There is a significant spectrum of instruments and materials available to be used during endodontic preparation. These can be selected based on the type, shape and access of a canal, and may differ between each canal within a single tooth, as can be seen in this case in which one canal was hand-filed due to the limitations of size for variable taper rotary files to negotiate around the narrow 45-degree apical curvature. File system considerations may include the flexibility of files and their cross section, taper, tip and mechanism (manual or rotary). While taken into consideration, it can be difficult for practitioners to use the most appropriate equipment due to the availability of a broad armamentarium, especially in non-specialist practice. The introduction of nickel–titanium (NiTi) files has facilitated instrumentation of more complicated root canal systems due to the influence of material treatments on super elasticity and shape memory.17 The Pro-taper system used has a non-cutting guiding tip which, when used in curved canals, reduces the risk of both root end and lateral wall perforation.

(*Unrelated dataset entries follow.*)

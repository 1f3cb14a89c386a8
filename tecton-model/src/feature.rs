//! Features and their properties
//!
//! The engine treats features as read-only inputs apart from plate-id
//! assignment, which goes through [`crate::store::FeatureCollectionHandle`].

use crate::geometry::GeometryOnSphere;
use crate::raster::RasterProperty;
use crate::rotation::TotalReconstructionSequence;
use serde::{Deserialize, Serialize};
use std::fmt;
use tecton_types::{FeatureId, PlateId, TimePeriod};

/// Classification of a feature.
#[derive(Debug, Clone, Copy, PartialEq, Eq, Hash, Serialize, Deserialize)]
pub enum FeatureType {
    Coastline,
    Isochron,
    MidOceanRidge,
    SubductionZone,
    StaticPolygon,
    Unclassified,
    Flowline,
    MotionPath,
    VirtualGeomagneticPole,
    TotalReconstructionSequence,
    TopologicalLine,
    TopologicalClosedPlateBoundary,
    TopologicalNetwork,
    Raster,
}

impl FeatureType {
    pub fn is_topological(&self) -> bool {
        self.topology_kind().is_some()
    }

    pub fn topology_kind(&self) -> Option<TopologyKind> {
        match self {
            FeatureType::TopologicalLine => Some(TopologyKind::Line),
            FeatureType::TopologicalClosedPlateBoundary => Some(TopologyKind::Boundary),
            FeatureType::TopologicalNetwork => Some(TopologyKind::Network),
            _ => None,
        }
    }
}

/// The three kinds of topological feature.
#[derive(Debug, Clone, Copy, PartialEq, Eq, Hash, Serialize, Deserialize)]
pub enum TopologyKind {
    Line,
    Boundary,
    Network,
}

impl fmt::Display for TopologyKind {
    fn fmt(&self, f: &mut fmt::Formatter<'_>) -> fmt::Result {
        match self {
            TopologyKind::Line => write!(f, "line"),
            TopologyKind::Boundary => write!(f, "boundary"),
            TopologyKind::Network => write!(f, "network"),
        }
    }
}

/// How a plate-id reconstructed feature should be moved.
#[derive(Debug, Clone, Copy, PartialEq, Eq, Hash, Default, Serialize, Deserialize)]
pub enum ReconstructionMethodHint {
    #[default]
    ByPlateId,
    HalfStageRotation,
}

/// A named geometry-valued property.
#[derive(Debug, Clone, PartialEq, Serialize, Deserialize)]
pub struct GeometryProperty {
    pub name: String,
    pub geometry: GeometryOnSphere,
}

impl GeometryProperty {
    pub fn new(name: impl Into<String>, geometry: GeometryOnSphere) -> Self {
        GeometryProperty {
            name: name.into(),
            geometry,
        }
    }
}

/// Reference, by feature id, from a topology to one of its sections.
#[derive(Debug, Clone, PartialEq, Eq, Hash, Serialize, Deserialize)]
pub struct TopologicalSectionRef {
    pub feature_id: FeatureId,
    #[serde(default)]
    pub reverse_order: bool,
}

impl TopologicalSectionRef {
    pub fn new(feature_id: FeatureId) -> Self {
        TopologicalSectionRef {
            feature_id,
            reverse_order: false,
        }
    }

    pub fn reversed(feature_id: FeatureId) -> Self {
        TopologicalSectionRef {
            feature_id,
            reverse_order: true,
        }
    }
}

/// Ordered sections of a topological line, boundary or network.
#[derive(Debug, Clone, Default, PartialEq, Serialize, Deserialize)]
pub struct TopologyDefinition {
    pub sections: Vec<TopologicalSectionRef>,
    /// Interior constraints; only meaningful for networks.
    #[serde(default)]
    pub interior: Vec<TopologicalSectionRef>,
}

impl TopologyDefinition {
    pub fn referenced_feature_ids(&self) -> impl Iterator<Item = &FeatureId> {
        self.sections
            .iter()
            .chain(self.interior.iter())
            .map(|section| &section.feature_id)
    }
}

/// Name of a scalar quantity carried per point of a coverage.
#[derive(Debug, Clone, PartialEq, Eq, Hash, PartialOrd, Ord, Serialize, Deserialize)]
pub struct ScalarType(pub String);

impl ScalarType {
    pub fn new(name: impl Into<String>) -> Self {
        ScalarType(name.into())
    }

    pub fn crustal_thickness() -> Self {
        ScalarType::new("CrustalThickness")
    }

    pub fn crustal_stretching_factor() -> Self {
        ScalarType::new("CrustalStretchingFactor")
    }

    pub fn crustal_thinning_factor() -> Self {
        ScalarType::new("CrustalThinningFactor")
    }

    pub fn as_str(&self) -> &str {
        &self.0
    }
}

impl fmt::Display for ScalarType {
    fn fmt(&self, f: &mut fmt::Formatter<'_>) -> fmt::Result {
        f.write_str(&self.0)
    }
}

/// Per-point scalar values attached to one geometry property.
#[derive(Debug, Clone, PartialEq, Serialize, Deserialize)]
pub struct ScalarCoverage {
    /// Index into [`Feature::geometries`].
    pub geometry_index: usize,
    pub scalar_type: ScalarType,
    pub values: Vec<f64>,
}

/// An opaque bag of properties identified by a [`FeatureId`].
#[derive(Debug, Clone, PartialEq, Serialize, Deserialize)]
pub struct Feature {
    pub id: FeatureId,
    pub feature_type: FeatureType,
    #[serde(default)]
    pub name: String,
    #[serde(default)]
    pub valid_time: TimePeriod,
    #[serde(default)]
    pub reconstruction_plate_id: Option<PlateId>,
    /// Right plate for half-stage rotations and flowlines.
    #[serde(default)]
    pub conjugate_plate_id: Option<PlateId>,
    /// Reference plate for motion paths.
    #[serde(default)]
    pub relative_plate_id: Option<PlateId>,
    #[serde(default)]
    pub reconstruction_method: ReconstructionMethodHint,
    #[serde(default)]
    pub geometries: Vec<GeometryProperty>,
    /// Sample times for flowlines and motion paths.
    #[serde(default)]
    pub times: Vec<f64>,
    #[serde(default)]
    pub topology: Option<TopologyDefinition>,
    #[serde(default)]
    pub rotation_sequence: Option<TotalReconstructionSequence>,
    #[serde(default)]
    pub scalar_coverages: Vec<ScalarCoverage>,
    #[serde(default)]
    pub raster: Option<RasterProperty>,
    /// Average age of the samples behind a virtual geomagnetic pole.
    #[serde(default)]
    pub average_sample_age: Option<f64>,
}

impl Feature {
    /// A feature with a freshly generated id.
    pub fn new(feature_type: FeatureType) -> Self {
        Self::with_id(FeatureId::generate(), feature_type)
    }

    pub fn with_id(id: FeatureId, feature_type: FeatureType) -> Self {
        Feature {
            id,
            feature_type,
            name: String::new(),
            valid_time: TimePeriod::always(),
            reconstruction_plate_id: None,
            conjugate_plate_id: None,
            relative_plate_id: None,
            reconstruction_method: ReconstructionMethodHint::ByPlateId,
            geometries: Vec::new(),
            times: Vec::new(),
            topology: None,
            rotation_sequence: None,
            scalar_coverages: Vec::new(),
            raster: None,
            average_sample_age: None,
        }
    }

    pub fn named(mut self, name: impl Into<String>) -> Self {
        self.name = name.into();
        self
    }

    pub fn valid_between(mut self, begin: f64, end: f64) -> Self {
        self.valid_time = TimePeriod::new(begin, end);
        self
    }

    pub fn plate_id(mut self, plate_id: u64) -> Self {
        self.reconstruction_plate_id = Some(PlateId(plate_id));
        self
    }

    pub fn conjugate_plate_id(mut self, plate_id: u64) -> Self {
        self.conjugate_plate_id = Some(PlateId(plate_id));
        self
    }

    pub fn relative_plate_id(mut self, plate_id: u64) -> Self {
        self.relative_plate_id = Some(PlateId(plate_id));
        self
    }

    pub fn method(mut self, method: ReconstructionMethodHint) -> Self {
        self.reconstruction_method = method;
        self
    }

    pub fn geometry(mut self, name: impl Into<String>, geometry: GeometryOnSphere) -> Self {
        self.geometries.push(GeometryProperty::new(name, geometry));
        self
    }

    pub fn sample_times(mut self, times: Vec<f64>) -> Self {
        self.times = times;
        self
    }

    pub fn topology(mut self, definition: TopologyDefinition) -> Self {
        self.topology = Some(definition);
        self
    }

    pub fn rotation_sequence(mut self, sequence: TotalReconstructionSequence) -> Self {
        self.rotation_sequence = Some(sequence);
        self
    }

    pub fn scalar_coverage(
        mut self,
        geometry_index: usize,
        scalar_type: ScalarType,
        values: Vec<f64>,
    ) -> Self {
        self.scalar_coverages.push(ScalarCoverage {
            geometry_index,
            scalar_type,
            values,
        });
        self
    }

    pub fn raster(mut self, raster: RasterProperty) -> Self {
        self.raster = Some(raster);
        self
    }

    pub fn average_sample_age(mut self, age: f64) -> Self {
        self.average_sample_age = Some(age);
        self
    }

    pub fn is_topological(&self) -> bool {
        self.feature_type.is_topological()
    }
}

#[cfg(test)]
mod tests {
    use super::*;
    use crate::geometry::PointOnSphere;

    #[test]
    fn test_builder_sets_properties() {
        let feature = Feature::new(FeatureType::Coastline)
            .named("Australia")
            .plate_id(801)
            .valid_between(600.0, 0.0)
            .geometry(
                "center",
                GeometryOnSphere::Point(PointOnSphere::from_lat_lon(-25.0, 135.0)),
            );

        assert_eq!(feature.reconstruction_plate_id, Some(PlateId(801)));
        assert_eq!(feature.geometries.len(), 1);
        assert!(feature.valid_time.contains(100.0.into()));
        assert!(!feature.is_topological());
    }

    #[test]
    fn test_topology_kinds() {
        assert_eq!(
            FeatureType::TopologicalLine.topology_kind(),
            Some(TopologyKind::Line)
        );
        assert!(FeatureType::TopologicalNetwork.is_topological());
        assert!(!FeatureType::Flowline.is_topological());
    }

    #[test]
    fn test_referenced_ids_include_interior() {
        let a = FeatureId::new("a");
        let b = FeatureId::new("b");
        let definition = TopologyDefinition {
            sections: vec![TopologicalSectionRef::new(a.clone())],
            interior: vec![TopologicalSectionRef::new(b.clone())],
        };
        let ids: Vec<_> = definition.referenced_feature_ids().cloned().collect();
        assert_eq!(ids, vec![a, b]);
    }
}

Other materials that must be considered are those to provide coronal restoration of the tooth. Without a suitable restoration, the tooth will be prone to unrestorable fracture and coronal leakage leading to endodontic failure.18 It is well documented within the literature that cuspal-coverage restorations significantly improve long-term clinical outcomes of posterior endodontically treated teeth, and this may take the form of partial or full coverage restorations.19 In this case, a direct composite core was placed in order to provide intra-coronal strength, supplemented by an overlying indirect lithium disilicate onlay. A significant amount of sound tooth structure remained; however, evidence of hypomineralized enamel necessitated an appropriate preparation to allow predictable adhesive bonding to sound tissue, a partial coverage onlay facilitated an appropriate restorative option, with superior aesthetics and strength, while allowing the preservation of tooth structure.

Conclusion

Clinicians performing endodontic treatment should be aware of the ‘conventional’ anatomy expected in each tooth. However, it is also imperative to appreciate the variations that can occur within these teeth and use a thorough pre-operative assessment to identify any potential abnormalities. In lower first molars, certain ethnicities show a high prevalence of RE, and infrequently RP, these findings influence the clinician's adaptation in multiple stages of the endodontic procedure to facilitate a successful outcome. Consideration of the morphological variations of supernumerary roots will further aid clinicians in reducing procedural errors during treatment. Pre-operative assessment and imaging is arguably the most important stage of the procedure as it allows for appropriate planning. In cases such as the one discussed, we have highlighted the important use of parallax in plain radiographs due to superimposition or use of more advanced methods such as CBCT. The use of advanced equipment such as high magnification loupes with lights and microscopes may further aid in location and treatment of supplemental canals.